Krefft had strong opinions. An internationally regarded scientist, he was an outspoken supporter of Charles Darwin's explosive theories, with whom he exchanged a long correspondence.

Krefft was finally crushed by a greedy Museum trustee who employed the services of two prize-fighters to break down the door and carry Krefft " still in his chair " out into the street. The reign of Sydney's top evolutionist had been brought to an inglorious end. But the Darwinians would win the real war.

Far from being a colonial backwater, by the 1870s Sydney was the bustling capital of a prosperous, booming colony. The wealth and pride of the 200,000 citizens would be fittingly celebrated at the 1879 International Exhibition, held at the purpose-built Garden Palace in the Botanical Gardens. The massive dome of the Palace " as large as St Paul's Cathedral, London " capped a stunning temple to the new gods of science and progress. It would dwarf the city until it mysteriously burned to ground three years later.

International trade brought new ideas and secularists, spiritualists and intellectual free thinkers emerged to challenge the credibility of Sydney's churches. Secular intellectual movements such as the Sunday Free Discussion Society rejected religion and promoted science as the only path to human happiness. At free thought lectures, with controversial titles like "Bible Pap for Bible Suckling', the supposed "inconsistencies' in the Bible were exposed, the harshness of the Old Testament ridiculed and the doctrine of substitutionary atonement pilloried. Spiritualists added to the array of vocal opponents to biblical Christianity, challenging original sin and the existence of hell. In their place spiritualists advocated human progression to perfection.

Central to the attacks on the Bible was the growing influence of Darwinianism. Darwinianism was perceived as "disproving' the Fall, thereby calling into question the need for a Saviour. While many of the attacks were crude, they fuelled the growing level of anti-church sentiment. Among the more educated these new ideas promoted doubts and fuelled the arguments of secularists who wanted to break the church's monopoly over Sundays.

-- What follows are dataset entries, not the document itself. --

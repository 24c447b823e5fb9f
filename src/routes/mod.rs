use axum::Router;

use crate::state::AppState;

pub mod admin;
pub mod auth;
pub mod doc;
pub mod health;
pub mod params;
pub mod products;

// Build the API router without binding state; it will be provided at the top level.
pub fn create_api_router() -> Router<AppState> {
    Router::new()
        .nest("/products", products::router())
        .nest("/auth", auth::router())
        .nest("/admin", admin::router())
}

At the local level, Sydney Anglican ministers had the better of the contest. The real opponent was not the anti-clerical orators in public halls but the growing mass of respectable literature flooding into the colony from England and read by parishioners. Best-selling novels such as George Eliot's Middlemarch were designed to ridicule evangelical Christians.

The Sabbath
The Sabbath was increasingly used as a day of leisure rather than ritual observance.  The opening of the Australian Museum on Sundays to "educate' the masses about scientific advances was a key turning point. But it was also encouraged by the growing public transport infrastructure, including the running of trains and steamers on Sundays and the use of theatres by Darwinians like Krefft for secular lectures. These developments met with increasing opposition from clergy who were disturbed by the trend. Flaunting the Sabbath was a challenge to the Christian idea of society. While church opposition staved off any legislative changes, the existing laws were ignored and churches begrudgingly accepted the new social pattern.

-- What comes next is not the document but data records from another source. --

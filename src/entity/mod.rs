pub mod audit_logs;
pub mod products;
pub mod related_products;
pub mod users;

pub use audit_logs::Entity as AuditLogs;
pub use products::Entity as Products;
pub use related_products::Entity as RelatedProductLinks;
pub use users::Entity as Users;
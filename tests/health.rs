use shop_related_products::routes::health::health_check;

#[tokio::test]
async fn health_check_returns_ok() {
    let response = health_check().await;
    assert_eq!(response.0.message, "Health check");

    let data = response.0.data.expect("health data");
    assert_eq!(data.status, "ok");
}
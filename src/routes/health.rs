use axum::{Json, extract::State, http::StatusCode};
use serde::Serialize;
use utoipa::ToSchema;

use crate::{
    response::{ApiResponse, Meta},
    state::AppState,
};

#[derive(Serialize, ToSchema)]
pub struct HealthData {
    pub status: String,
}

#[utoipa::path(
    get,
    path = "/health",
    responses(
        (status = 200, description = "OK", body = ApiResponse<HealthData>),
    ),
    tag = "Health"
)]
pub async fn health_check() -> Json<ApiResponse<HealthData>> {
    let data = HealthData {
        status: "ok".to_string(),
    };

    Json(ApiResponse::success(
        "Health check",
        data,
        Some(Meta::empty()),
    ))
}

#[utoipa::path(
    get,
    path = "/ready",
    responses(
        (status = 200, description = "Database reachable", body = ApiResponse<HealthData>),
        (status = 503, description = "Database unreachable", body = ApiResponse<HealthData>),
    ),
    tag = "Health"
)]
pub async fn readiness(
    State(state): State<AppState>,
) -> (StatusCode, Json<ApiResponse<HealthData>>) {
    let (code, status) = match state.orm.ping().await {
        Ok(()) => (StatusCode::OK, "ok"),
        Err(err) => {
            tracing::warn!(error = %err, "database ping failed");
            (StatusCode::SERVICE_UNAVAILABLE, "unavailable")
        }
    };
    let data = HealthData {
        status: status.to_string(),
    };
    (
        code,
        Json(ApiResponse::success("Readiness", data, Some(Meta::empty()))),
    )
}
use chrono::{DateTime, Utc};
use serde::{Deserialize, Serialize};
use utoipa::ToSchema;
use uuid::Uuid;

use crate::entity::{
    products::Model as ProductModel, related_products::Model as RelatedLinkModel,
    users::Model as UserModel,
};

#[derive(Debug, Clone, Serialize, Deserialize, ToSchema)]
pub struct User {
    pub id: Uuid,
    pub email: String,
    #[serde(skip_serializing, default)]
    pub password_hash: String,
    pub created_at: DateTime<Utc>,
    pub role: String,
}

#[derive(Debug, Clone, PartialEq, Serialize, Deserialize, ToSchema)]
pub struct Product {
    pub id: Uuid,
    /// Internal catalog identifier (SKU).
    pub internal_item_id: String,
    pub name: String,
    pub description: Option<String>,
    pub price: i64,
    pub stock: i32,
    pub created_at: DateTime<Utc>,
}

/// A related-product link as seen from its owner: the target product plus
/// the per-link order and display title.
#[derive(Debug, Clone, PartialEq, Serialize, Deserialize, ToSchema)]
pub struct RelatedProduct {
    pub link_id: Uuid,
    pub product: Product,
    pub related_order: i32,
    pub related_title: Option<String>,
}

pub fn product_from_entity(model: ProductModel) -> Product {
    Product {
        id: model.id,
        internal_item_id: model.internal_item_id,
        name: model.name,
        description: model.description,
        price: model.price,
        stock: model.stock,
        created_at: model.created_at.with_timezone(&Utc),
    }
}

pub fn related_from_entity(link: RelatedLinkModel, target: ProductModel) -> RelatedProduct {
    RelatedProduct {
        link_id: link.id,
        product: product_from_entity(target),
        related_order: link.related_order,
        related_title: link.related_title,
    }
}

pub fn user_from_entity(model: UserModel) -> User {
    User {
        id: model.id,
        email: model.email,
        password_hash: model.password_hash,
        created_at: model.created_at.with_timezone(&Utc),
        role: model.role,
    }
}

A moral reform movement in NSW called for the enforcement of Sabbath observance. Its political campaign led to early success with a ban on Sunday trading. More far reaching was the impact on Australian culture. Factories operated six days a week, and workers who only had Sundays for relaxation began to resent the church's monopolising the day. Secularist magazine, the Bulletin, caricatured clerics as black-coated, finger-waving parsons, imposing puritanical values on disdainful workers. So the church's opposition only served to alienate the majority of people from hearing the gospel.

All this is not to say churches were emptying during this period. Quite the reverse. In the 1880s churchgoing was at its colonial peak. At this time between 40 and 45 per cent of Australians attended church regularly.

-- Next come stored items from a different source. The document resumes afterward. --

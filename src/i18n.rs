//! Translation lookup for admin-facing labels.
//!
//! Labels are addressed by dotted keys (`HasRelatedProducts.Related`) and
//! always carry an English default, so a missing catalog never breaks the UI.

use std::collections::HashMap;
use std::path::Path;

use anyhow::Context;

#[derive(Debug, Clone, Default)]
pub struct Translations {
    entries: HashMap<String, String>,
}

impl Translations {
    pub fn from_json_str(raw: &str) -> anyhow::Result<Self> {
        let entries: HashMap<String, String> =
            serde_json::from_str(raw).context("translations must be a flat JSON object of strings")?;
        Ok(Self { entries })
    }

    pub async fn load(path: impl AsRef<Path>) -> anyhow::Result<Self> {
        let path = path.as_ref();
        let raw = tokio::fs::read_to_string(path)
            .await
            .with_context(|| format!("reading translations from {}", path.display()))?;
        Self::from_json_str(&raw)
    }

    pub fn translate(&self, key: &str, default: &str) -> String {
        self.entries
            .get(key)
            .filter(|v| !v.is_empty())
            .cloned()
            .unwrap_or_else(|| default.to_string())
    }

    pub fn len(&self) -> usize {
        self.entries.len()
    }

    pub fn is_empty(&self) -> bool {
        self.entries.is_empty()
    }
}

#[cfg(test)]
mod tests {
    use super::Translations;

    #[test]
    fn falls_back_to_default_for_missing_or_blank_keys() {
        let t = Translations::from_json_str(r#"{"HasRelatedProducts.Related": "Verwandt", "Blank": ""}"#)
            .unwrap();
        assert_eq!(t.translate("HasRelatedProducts.Related", "Related"), "Verwandt");
        assert_eq!(t.translate("Blank", "Fallback"), "Fallback");
        assert_eq!(t.translate("Missing", "Related Products"), "Related Products");
    }

    #[test]
    fn rejects_nested_catalogs() {
        assert!(Translations::from_json_str(r#"{"a": {"b": "c"}}"#).is_err());
    }
}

Despite apparent numerical strength, the church had moved from being at the centre of power to the fringe, competing for status, influence and privilege with secularists. The liberal-secular view of society had become mainstream and would begin to bear fruit in the next generation. With the social disruption of the Great War, the secular mindset would see the percentage of church goers halve in the 50 years to 1940.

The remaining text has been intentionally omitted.